### Task instructions
Repeat word for word the opening stretch of the entries, from the first line through the line containing "keyed by population.".
### Provided records ###
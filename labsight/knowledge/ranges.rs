use serde::{Deserialize, Serialize};

/// Patient gender as far as reference ranges are concerned.
#[derive(Debug, Clone, Copy, PartialEq, Eq, Hash, Serialize, Deserialize)]
#[serde(rename_all = "lowercase")]
pub enum Gender {
    /// Male patient.
    Male,
    /// Female patient.
    Female,
    /// Anything else that was reported.
    Other,
}

impl Gender {
    /// Parses a free-text gender field. Blank input yields `None`.
    #[must_use]
    pub fn parse(raw: &str) -> Option<Self> {
        let trimmed = raw.trim();
        if trimmed.is_empty() {
            return None;
        }
        Some(match trimmed.to_ascii_lowercase().as_str() {
            "m" | "male" | "man" => Self::Male,
            "f" | "female" | "woman" => Self::Female,
            _ => Self::Other,
        })
    }
}

/// A low/high pair.
#[derive(Debug, Clone, Copy, PartialEq, Serialize, Deserialize)]
pub struct Bounds {
    /// Lower bound (inclusive).
    pub low: f64,
    /// Upper bound (inclusive).
    pub high: f64,
}

impl Bounds {
    /// Creates a bounds pair.
    #[must_use]
    pub const fn new(low: f64, high: f64) -> Self {
        Self { low, high }
    }

    fn is_valid(self) -> bool {
        self.low.is_finite() && self.high.is_finite() && self.low <= self.high
    }
}

/// Reference range declaration for one parameter, either direct or keyed by population.
#[derive(Debug, Clone, Default, PartialEq, Serialize, Deserialize)]
pub struct ReferenceSpec {
    /// Display unit.
    #[serde(default)]
    pub unit: String,
    /// Direct lower bound.
    #[serde(default)]
    pub low: Option<f64>,
    /// Direct upper bound.
    #[serde(default)]
    pub high: Option<f64>,
    /// Range for adults of any sex.
    #[serde(default)]
    pub adult: Option<Bounds>,
    /// Range for adult men.
    #[serde(default)]
    pub adult_male: Option<Bounds>,
    /// Range for adult women.
    #[serde(default)]
    pub adult_female: Option<Bounds>,
}

/// Resolved range for a single lookup.
#[derive(Debug, Clone, PartialEq, Serialize)]
pub struct ReferenceRange {
    /// Lower bound.
    pub low: f64,
    /// Upper bound.
    pub high: f64,
    /// Display unit.
    pub unit: String,
}

impl ReferenceSpec {
    /// Declares a direct low/high range.
    #[must_use]
    pub fn direct(low: f64, high: f64, unit: impl Into<String>) -> Self {
        Self {
            unit: unit.into(),
            low: Some(low),
            high: Some(high),
            ..Self::default()
        }
    }

    /// Declares separate adult male and female ranges.
    #[must_use]
    pub fn by_sex(male: Bounds, female: Bounds, unit: impl Into<String>) -> Self {
        Self {
            unit: unit.into(),
            adult_male: Some(male),
            adult_female: Some(female),
            ..Self::default()
        }
    }

    /// Declares a generic adult range.
    #[must_use]
    pub fn adult(bounds: Bounds, unit: impl Into<String>) -> Self {
        Self {
            unit: unit.into(),
            adult: Some(bounds),
            ..Self::default()
        }
    }

    /// Resolves the bounds that apply to a patient.
    ///
    /// Order: direct low/high, the key matching a known gender, then
    /// `adult_male`, `adult_female`, `adult`.
    #[must_use]
    pub fn resolve(&self, gender: Option<Gender>) -> Option<ReferenceRange> {
        let direct = match (self.low, self.high) {
            (Some(low), Some(high)) => Some(Bounds::new(low, high)),
            _ => None,
        };
        let preferred = match gender {
            Some(Gender::Male) => self.adult_male,
            Some(Gender::Female) => self.adult_female,
            Some(Gender::Other) | None => None,
        };
        direct
            .or(preferred)
            .or(self.adult_male)
            .or(self.adult_female)
            .or(self.adult)
            .map(|bounds| ReferenceRange {
                low: bounds.low,
                high: bounds.high,
                unit: self.unit.clone(),
            })
    }

    /// Returns a description of the first malformed bound, if any.
    #[must_use]
    pub fn problem(&self) -> Option<String> {
        if self.low.is_some() != self.high.is_some() {
            return Some("direct range needs both low and high".into());
        }
        if let (Some(low), Some(high)) = (self.low, self.high) {
            if !Bounds::new(low, high).is_valid() {
                return Some(format!("direct range {low}..{high} is not ordered"));
            }
        }
        [
            ("adult", self.adult),
            ("adult_male", self.adult_male),
            ("adult_female", self.adult_female),
        ]
        .into_iter()
        .find_map(|(key, bounds)| {
            bounds
                .filter(|b| !b.is_valid())
                .map(|b| format!("{key} range {}..{} is not ordered", b.low, b.high))
        })
    }
}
###
### Reply to the exercise
filename labsight/knowledge/ranges.rs
use serde::{Deserialize, Serialize};

/// Patient gender as far as reference ranges are concerned.
#[derive(Debug, Clone, Copy, PartialEq, Eq, Hash, Serialize, Deserialize)]
#[serde(rename_all = "lowercase")]
pub enum Gender {
    /// Male patient.
    Male,
    /// Female patient.
    Female,
    /// Anything else that was reported.
    Other,
}

impl Gender {
    /// Parses a free-text gender field. Blank input yields `None`.
    #[must_use]
    pub fn parse(raw: &str) -> Option<Self> {
        let trimmed = raw.trim();
        if trimmed.is_empty() {
            return None;
        }
        Some(match trimmed.to_ascii_lowercase().as_str() {
            "m" | "male" | "man" => Self::Male,
            "f" | "female" | "woman" => Self::Female,
            _ => Self::Other,
        })
    }
}

/// A low/high pair.
#[derive(Debug, Clone, Copy, PartialEq, Serialize, Deserialize)]
pub struct Bounds {
    /// Lower bound (inclusive).
    pub low: f64,
    /// Upper bound (inclusive).
    pub high: f64,
}

impl Bounds {
    /// Creates a bounds pair.
    #[must_use]
    pub const fn new(low: f64, high: f64) -> Self {
        Self { low, high }
    }

    fn is_valid(self) -> bool {
        self.low.is_finite() && self.high.is_finite() && self.low <= self.high
    }
}

/// Reference range declaration for one parameter, either direct or keyed by population.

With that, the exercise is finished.